WORK REQUIRED. Would you return the lines between the one holding "pub fn source_size(&self)" and the one holding "let (first, second)", inclusive, and only those, exactly as they stand in the listing below?

INFORMATION SUPPLIED.
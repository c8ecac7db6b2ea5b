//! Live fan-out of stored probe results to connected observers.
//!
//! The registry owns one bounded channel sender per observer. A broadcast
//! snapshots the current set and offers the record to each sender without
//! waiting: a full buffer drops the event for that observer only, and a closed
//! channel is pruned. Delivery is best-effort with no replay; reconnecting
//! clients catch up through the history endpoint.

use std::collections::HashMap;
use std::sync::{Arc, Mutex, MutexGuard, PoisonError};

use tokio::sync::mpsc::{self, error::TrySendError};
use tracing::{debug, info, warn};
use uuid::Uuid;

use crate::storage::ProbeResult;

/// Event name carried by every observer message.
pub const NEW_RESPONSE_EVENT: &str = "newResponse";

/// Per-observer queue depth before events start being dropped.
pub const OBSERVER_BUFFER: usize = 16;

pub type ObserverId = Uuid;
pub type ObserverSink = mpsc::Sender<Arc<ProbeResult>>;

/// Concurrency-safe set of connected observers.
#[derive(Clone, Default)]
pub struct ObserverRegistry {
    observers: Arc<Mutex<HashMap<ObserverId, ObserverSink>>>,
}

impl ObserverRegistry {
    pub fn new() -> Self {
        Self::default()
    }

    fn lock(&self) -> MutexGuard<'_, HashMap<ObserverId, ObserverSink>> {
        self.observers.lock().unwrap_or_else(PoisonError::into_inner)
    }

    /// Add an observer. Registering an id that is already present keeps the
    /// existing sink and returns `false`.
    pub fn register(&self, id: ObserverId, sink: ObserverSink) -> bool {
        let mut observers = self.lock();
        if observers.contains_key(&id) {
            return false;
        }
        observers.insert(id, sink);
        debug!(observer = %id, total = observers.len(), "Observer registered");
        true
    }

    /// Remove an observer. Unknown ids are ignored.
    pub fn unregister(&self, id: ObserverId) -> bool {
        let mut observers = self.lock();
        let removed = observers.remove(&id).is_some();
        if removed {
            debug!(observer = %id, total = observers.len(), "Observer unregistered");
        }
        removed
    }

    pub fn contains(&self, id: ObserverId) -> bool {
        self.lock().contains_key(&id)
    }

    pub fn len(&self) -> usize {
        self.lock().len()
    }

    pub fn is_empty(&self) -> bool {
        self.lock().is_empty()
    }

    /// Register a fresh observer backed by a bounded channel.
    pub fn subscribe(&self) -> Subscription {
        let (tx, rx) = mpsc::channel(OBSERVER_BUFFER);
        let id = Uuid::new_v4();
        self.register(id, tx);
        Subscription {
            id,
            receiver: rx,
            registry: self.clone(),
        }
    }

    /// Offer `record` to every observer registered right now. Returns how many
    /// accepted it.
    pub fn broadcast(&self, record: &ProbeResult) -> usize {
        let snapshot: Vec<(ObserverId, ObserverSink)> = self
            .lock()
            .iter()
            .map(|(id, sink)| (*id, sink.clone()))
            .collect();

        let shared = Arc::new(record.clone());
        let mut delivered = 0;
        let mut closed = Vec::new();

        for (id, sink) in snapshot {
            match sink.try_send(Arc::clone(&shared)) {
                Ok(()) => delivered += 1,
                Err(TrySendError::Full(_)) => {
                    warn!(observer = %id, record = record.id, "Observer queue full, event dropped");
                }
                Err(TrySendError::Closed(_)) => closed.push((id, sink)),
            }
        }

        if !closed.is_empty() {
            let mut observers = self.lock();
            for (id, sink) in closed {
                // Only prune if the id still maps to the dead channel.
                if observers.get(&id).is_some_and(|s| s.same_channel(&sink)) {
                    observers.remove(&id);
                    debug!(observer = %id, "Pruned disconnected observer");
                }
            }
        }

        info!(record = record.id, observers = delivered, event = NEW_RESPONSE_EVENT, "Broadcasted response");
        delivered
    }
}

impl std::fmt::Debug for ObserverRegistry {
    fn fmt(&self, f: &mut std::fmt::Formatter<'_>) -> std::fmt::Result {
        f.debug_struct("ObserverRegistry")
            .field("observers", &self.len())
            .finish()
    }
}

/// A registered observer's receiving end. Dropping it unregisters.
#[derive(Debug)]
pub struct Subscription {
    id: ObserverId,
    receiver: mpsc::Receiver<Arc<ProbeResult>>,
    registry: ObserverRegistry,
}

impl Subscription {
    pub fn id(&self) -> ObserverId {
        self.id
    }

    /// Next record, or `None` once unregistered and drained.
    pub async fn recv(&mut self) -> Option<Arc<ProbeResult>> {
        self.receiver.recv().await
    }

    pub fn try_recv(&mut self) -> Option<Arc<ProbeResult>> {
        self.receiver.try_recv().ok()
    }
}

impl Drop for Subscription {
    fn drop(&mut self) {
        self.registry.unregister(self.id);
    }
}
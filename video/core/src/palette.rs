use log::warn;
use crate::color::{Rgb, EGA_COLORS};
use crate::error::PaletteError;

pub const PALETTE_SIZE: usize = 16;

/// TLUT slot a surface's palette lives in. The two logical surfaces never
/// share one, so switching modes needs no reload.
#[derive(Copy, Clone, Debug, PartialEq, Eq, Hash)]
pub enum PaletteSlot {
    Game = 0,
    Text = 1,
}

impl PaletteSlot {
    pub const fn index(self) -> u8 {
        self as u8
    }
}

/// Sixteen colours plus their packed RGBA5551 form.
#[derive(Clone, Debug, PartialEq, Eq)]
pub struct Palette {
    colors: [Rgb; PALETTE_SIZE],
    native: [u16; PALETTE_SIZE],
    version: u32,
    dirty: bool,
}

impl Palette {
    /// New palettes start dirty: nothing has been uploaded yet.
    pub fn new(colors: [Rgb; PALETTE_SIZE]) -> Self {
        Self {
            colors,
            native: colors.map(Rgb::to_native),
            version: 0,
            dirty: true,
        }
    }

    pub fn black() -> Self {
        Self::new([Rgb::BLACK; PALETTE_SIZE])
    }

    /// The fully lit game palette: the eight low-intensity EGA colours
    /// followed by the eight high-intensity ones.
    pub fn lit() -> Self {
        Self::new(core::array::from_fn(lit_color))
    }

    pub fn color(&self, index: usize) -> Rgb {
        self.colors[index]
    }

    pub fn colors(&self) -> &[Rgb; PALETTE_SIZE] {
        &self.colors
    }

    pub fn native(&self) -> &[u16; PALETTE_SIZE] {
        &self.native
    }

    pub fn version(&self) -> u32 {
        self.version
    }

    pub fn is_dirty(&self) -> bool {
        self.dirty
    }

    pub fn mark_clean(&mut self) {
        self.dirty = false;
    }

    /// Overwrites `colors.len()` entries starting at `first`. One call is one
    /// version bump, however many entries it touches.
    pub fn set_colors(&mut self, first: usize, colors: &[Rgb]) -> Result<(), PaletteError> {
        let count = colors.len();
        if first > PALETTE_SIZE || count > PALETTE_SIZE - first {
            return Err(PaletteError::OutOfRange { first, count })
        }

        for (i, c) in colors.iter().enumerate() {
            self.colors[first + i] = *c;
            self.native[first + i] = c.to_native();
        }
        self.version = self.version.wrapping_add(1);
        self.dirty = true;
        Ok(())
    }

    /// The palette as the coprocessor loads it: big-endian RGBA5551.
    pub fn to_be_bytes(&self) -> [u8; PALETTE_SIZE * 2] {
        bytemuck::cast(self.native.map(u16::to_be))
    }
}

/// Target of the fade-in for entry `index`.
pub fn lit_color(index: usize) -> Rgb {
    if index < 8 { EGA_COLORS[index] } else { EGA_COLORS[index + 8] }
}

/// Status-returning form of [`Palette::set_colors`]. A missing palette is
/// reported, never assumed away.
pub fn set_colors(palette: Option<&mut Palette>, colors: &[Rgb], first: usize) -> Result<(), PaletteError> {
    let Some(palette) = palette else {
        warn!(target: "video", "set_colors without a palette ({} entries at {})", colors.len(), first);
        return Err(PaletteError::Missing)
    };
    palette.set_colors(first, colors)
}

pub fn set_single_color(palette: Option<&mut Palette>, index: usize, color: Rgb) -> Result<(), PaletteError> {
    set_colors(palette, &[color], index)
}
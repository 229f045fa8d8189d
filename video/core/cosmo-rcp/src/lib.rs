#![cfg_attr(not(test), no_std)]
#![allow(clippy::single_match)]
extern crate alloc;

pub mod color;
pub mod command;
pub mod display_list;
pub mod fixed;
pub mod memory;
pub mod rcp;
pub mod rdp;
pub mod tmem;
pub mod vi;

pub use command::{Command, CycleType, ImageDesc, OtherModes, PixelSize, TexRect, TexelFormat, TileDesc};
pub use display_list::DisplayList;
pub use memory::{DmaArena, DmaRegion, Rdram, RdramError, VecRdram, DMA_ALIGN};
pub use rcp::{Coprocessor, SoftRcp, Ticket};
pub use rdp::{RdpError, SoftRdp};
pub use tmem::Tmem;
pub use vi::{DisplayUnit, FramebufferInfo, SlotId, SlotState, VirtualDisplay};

==

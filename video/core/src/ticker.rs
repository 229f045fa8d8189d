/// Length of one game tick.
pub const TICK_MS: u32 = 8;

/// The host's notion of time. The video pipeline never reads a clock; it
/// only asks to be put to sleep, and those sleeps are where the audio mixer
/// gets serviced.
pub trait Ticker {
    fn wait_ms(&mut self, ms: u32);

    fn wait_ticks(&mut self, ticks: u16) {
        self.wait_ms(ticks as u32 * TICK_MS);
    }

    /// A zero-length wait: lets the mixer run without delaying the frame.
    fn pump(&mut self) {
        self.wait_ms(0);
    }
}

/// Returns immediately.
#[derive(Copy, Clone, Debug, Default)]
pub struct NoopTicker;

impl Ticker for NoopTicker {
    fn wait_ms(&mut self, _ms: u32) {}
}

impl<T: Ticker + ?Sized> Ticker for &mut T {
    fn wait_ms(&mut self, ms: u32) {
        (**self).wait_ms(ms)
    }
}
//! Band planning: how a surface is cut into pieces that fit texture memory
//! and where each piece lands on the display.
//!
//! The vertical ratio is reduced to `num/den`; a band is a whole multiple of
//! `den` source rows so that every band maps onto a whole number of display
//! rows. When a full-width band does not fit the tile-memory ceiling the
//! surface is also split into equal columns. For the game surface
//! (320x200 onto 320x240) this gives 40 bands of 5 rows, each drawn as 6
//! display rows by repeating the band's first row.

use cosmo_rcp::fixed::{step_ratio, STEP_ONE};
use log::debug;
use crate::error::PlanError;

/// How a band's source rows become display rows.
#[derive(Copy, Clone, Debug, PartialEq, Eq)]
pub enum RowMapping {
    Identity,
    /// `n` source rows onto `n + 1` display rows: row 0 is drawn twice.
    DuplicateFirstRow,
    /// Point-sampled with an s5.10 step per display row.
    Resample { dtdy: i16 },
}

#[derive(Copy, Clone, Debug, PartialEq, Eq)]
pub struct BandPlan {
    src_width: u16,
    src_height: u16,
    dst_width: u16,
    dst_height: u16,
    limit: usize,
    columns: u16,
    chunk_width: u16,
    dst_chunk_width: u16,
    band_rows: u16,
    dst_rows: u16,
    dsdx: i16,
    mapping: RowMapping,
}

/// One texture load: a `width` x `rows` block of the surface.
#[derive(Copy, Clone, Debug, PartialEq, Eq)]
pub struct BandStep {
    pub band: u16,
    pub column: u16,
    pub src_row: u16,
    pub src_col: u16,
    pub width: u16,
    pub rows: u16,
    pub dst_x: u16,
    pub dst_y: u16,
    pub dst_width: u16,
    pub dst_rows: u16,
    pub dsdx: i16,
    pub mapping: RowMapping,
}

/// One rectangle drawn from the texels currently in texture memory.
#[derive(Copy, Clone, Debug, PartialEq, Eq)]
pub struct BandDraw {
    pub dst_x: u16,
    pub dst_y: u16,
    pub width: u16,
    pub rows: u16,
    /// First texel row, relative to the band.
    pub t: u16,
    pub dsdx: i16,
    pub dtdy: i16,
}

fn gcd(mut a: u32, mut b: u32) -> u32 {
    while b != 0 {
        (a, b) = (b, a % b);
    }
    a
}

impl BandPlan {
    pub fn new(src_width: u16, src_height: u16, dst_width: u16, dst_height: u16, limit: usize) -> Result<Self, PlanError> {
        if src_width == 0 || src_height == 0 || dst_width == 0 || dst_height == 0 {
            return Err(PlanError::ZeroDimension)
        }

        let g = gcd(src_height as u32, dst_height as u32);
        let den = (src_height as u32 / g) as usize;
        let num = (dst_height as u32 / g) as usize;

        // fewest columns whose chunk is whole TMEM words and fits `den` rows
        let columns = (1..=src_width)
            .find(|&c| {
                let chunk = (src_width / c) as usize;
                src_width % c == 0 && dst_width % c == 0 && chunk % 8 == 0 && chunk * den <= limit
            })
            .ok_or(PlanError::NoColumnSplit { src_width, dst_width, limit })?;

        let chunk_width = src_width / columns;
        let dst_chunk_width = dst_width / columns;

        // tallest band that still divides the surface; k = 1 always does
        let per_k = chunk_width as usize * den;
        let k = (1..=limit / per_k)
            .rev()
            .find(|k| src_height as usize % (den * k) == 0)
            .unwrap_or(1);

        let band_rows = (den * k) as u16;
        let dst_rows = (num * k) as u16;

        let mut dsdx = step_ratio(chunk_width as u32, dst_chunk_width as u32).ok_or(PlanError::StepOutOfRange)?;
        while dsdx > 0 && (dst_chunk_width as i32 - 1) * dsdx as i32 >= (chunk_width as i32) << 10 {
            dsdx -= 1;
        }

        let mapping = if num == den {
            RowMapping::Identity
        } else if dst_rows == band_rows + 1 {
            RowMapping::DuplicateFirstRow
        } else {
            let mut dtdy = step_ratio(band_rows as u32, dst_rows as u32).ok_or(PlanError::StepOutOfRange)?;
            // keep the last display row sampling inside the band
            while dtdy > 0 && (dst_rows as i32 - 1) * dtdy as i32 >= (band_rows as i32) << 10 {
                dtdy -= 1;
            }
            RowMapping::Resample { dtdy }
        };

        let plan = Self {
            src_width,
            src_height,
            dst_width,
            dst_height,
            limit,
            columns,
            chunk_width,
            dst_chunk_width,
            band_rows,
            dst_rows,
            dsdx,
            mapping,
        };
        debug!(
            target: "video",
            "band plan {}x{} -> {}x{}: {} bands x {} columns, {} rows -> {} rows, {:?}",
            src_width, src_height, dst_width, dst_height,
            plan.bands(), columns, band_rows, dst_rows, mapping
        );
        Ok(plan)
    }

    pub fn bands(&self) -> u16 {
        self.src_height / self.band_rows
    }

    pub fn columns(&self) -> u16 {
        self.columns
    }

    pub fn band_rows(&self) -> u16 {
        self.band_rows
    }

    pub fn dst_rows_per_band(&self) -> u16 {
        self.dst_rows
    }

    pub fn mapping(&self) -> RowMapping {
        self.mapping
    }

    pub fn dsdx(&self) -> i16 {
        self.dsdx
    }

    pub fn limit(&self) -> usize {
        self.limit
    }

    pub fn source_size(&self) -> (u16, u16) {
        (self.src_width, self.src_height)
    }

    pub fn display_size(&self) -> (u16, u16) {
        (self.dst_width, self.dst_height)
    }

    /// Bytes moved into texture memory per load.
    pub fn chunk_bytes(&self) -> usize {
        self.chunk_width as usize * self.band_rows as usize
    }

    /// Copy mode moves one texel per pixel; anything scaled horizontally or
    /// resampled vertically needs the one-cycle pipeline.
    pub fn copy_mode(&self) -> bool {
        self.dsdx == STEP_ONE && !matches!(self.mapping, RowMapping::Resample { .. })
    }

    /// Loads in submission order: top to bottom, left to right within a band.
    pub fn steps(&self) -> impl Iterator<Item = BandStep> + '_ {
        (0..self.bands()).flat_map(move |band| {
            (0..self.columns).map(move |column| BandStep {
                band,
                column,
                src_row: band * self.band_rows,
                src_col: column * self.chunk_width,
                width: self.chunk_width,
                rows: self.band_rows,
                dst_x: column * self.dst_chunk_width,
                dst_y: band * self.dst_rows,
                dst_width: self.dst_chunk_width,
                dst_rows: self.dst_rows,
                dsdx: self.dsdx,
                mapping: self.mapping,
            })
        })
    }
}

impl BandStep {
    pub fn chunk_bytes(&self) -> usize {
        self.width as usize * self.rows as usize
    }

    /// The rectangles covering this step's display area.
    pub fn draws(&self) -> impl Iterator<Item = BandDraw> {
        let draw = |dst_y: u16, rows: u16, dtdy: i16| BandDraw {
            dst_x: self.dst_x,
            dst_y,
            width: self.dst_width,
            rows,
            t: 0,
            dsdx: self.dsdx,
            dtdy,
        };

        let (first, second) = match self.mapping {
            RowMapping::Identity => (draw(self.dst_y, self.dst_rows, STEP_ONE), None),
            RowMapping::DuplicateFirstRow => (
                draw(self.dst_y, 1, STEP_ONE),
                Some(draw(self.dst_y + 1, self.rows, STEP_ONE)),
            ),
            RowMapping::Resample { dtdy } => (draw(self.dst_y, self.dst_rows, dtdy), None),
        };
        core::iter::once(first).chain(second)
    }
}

==

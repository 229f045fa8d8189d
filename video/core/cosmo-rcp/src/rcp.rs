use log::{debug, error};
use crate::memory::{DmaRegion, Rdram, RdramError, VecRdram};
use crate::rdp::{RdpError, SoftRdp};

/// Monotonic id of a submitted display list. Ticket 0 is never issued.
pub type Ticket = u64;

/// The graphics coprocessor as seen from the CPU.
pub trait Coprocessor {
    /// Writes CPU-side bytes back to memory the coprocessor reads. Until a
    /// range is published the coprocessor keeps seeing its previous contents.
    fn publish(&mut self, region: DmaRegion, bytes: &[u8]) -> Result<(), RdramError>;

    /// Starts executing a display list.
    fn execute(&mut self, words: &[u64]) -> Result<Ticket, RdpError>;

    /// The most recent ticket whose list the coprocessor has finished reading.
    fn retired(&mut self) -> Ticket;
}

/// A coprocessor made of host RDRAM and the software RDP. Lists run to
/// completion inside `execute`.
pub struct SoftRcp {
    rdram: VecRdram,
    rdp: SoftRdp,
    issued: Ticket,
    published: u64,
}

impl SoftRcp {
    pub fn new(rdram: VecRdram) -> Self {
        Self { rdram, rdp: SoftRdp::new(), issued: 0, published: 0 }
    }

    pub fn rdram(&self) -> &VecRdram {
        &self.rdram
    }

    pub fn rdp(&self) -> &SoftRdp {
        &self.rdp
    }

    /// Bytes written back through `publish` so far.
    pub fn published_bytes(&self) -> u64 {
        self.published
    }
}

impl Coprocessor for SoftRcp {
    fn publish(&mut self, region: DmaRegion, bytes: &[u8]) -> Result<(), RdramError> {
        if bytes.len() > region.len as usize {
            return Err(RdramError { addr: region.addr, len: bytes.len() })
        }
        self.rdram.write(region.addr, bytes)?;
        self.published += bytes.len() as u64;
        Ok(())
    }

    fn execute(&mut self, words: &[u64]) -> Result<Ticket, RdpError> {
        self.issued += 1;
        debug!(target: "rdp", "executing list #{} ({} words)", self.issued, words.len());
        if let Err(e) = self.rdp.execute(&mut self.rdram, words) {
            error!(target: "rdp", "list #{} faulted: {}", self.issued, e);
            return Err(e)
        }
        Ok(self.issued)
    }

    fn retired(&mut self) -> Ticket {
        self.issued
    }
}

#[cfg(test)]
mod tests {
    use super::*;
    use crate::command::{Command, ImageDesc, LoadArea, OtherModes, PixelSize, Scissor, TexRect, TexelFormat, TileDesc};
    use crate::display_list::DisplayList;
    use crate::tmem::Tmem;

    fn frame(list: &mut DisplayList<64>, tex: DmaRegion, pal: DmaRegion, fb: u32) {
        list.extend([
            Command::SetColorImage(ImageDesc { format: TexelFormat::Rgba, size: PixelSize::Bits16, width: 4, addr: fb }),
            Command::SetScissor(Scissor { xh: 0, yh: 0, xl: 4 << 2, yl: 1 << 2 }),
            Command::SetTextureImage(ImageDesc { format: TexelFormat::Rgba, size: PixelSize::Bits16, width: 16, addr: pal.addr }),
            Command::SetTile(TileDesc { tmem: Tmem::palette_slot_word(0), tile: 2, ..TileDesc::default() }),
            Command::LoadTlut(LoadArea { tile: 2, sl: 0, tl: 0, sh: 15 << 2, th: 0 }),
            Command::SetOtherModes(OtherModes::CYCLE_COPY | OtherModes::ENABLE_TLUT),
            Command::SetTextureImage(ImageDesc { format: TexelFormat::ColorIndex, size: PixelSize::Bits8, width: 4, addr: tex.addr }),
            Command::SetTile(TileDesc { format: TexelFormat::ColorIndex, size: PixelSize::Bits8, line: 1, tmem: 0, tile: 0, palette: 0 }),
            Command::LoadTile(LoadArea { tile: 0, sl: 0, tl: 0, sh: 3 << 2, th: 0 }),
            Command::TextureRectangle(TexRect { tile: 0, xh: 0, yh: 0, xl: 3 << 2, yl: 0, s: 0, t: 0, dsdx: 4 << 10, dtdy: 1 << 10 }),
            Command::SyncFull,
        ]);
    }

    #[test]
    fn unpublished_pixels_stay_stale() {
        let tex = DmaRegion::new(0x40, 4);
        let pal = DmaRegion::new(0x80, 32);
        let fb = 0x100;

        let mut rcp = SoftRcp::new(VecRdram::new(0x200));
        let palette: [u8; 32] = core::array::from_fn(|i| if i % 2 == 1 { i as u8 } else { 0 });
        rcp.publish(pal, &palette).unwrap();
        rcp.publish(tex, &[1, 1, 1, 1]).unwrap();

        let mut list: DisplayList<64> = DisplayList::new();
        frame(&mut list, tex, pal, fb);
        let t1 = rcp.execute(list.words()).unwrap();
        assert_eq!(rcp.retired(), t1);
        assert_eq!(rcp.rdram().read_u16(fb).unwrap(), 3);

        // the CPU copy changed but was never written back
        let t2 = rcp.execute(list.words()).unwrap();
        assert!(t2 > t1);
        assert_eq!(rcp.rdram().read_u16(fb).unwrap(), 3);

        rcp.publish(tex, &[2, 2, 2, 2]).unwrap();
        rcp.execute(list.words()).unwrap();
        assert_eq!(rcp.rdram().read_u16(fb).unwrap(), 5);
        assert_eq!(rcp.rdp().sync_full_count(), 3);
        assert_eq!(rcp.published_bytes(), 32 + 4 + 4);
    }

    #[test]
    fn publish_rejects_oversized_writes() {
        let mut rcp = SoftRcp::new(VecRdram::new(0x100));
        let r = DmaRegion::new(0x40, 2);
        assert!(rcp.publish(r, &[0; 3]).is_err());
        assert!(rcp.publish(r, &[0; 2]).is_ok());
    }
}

EXPECTED OUTPUT.
    pub fn source_size(&self) -> (u16, u16) {
        (self.src_width, self.src_height)
    }

    pub fn display_size(&self) -> (u16, u16) {
        (self.dst_width, self.dst_height)
    }

    /// Bytes moved into texture memory per load.
    pub fn chunk_bytes(&self) -> usize {
        self.chunk_width as usize * self.band_rows as usize
    }

    /// Copy mode moves one texel per pixel; anything scaled horizontally or
    /// resampled vertically needs the one-cycle pipeline.
    pub fn copy_mode(&self) -> bool {
        self.dsdx == STEP_ONE && !matches!(self.mapping, RowMapping::Resample { .. })
    }

    /// Loads in submission order: top to bottom, left to right within a band.
    pub fn steps(&self) -> impl Iterator<Item = BandStep> + '_ {
        (0..self.bands()).flat_map(move |band| {
            (0..self.columns).map(move |column| BandStep {
                band,
                column,
                src_row: band * self.band_rows,
                src_col: column * self.chunk_width,
                width: self.chunk_width,
                rows: self.band_rows,
                dst_x: column * self.dst_chunk_width,
                dst_y: band * self.dst_rows,
                dst_width: self.dst_chunk_width,
                dst_rows: self.dst_rows,
                dsdx: self.dsdx,
                mapping: self.mapping,
            })
        })
    }
}

impl BandStep {
    pub fn chunk_bytes(&self) -> usize {
        self.width as usize * self.rows as usize
    }

    /// The rectangles covering this step's display area.
    pub fn draws(&self) -> impl Iterator<Item = BandDraw> {
        let draw = |dst_y: u16, rows: u16, dtdy: i16| BandDraw {
            dst_x: self.dst_x,
            dst_y,
            width: self.dst_width,
            rows,
            t: 0,
            dsdx: self.dsdx,
            dtdy,
        };

        let (first, second) = match self.mapping {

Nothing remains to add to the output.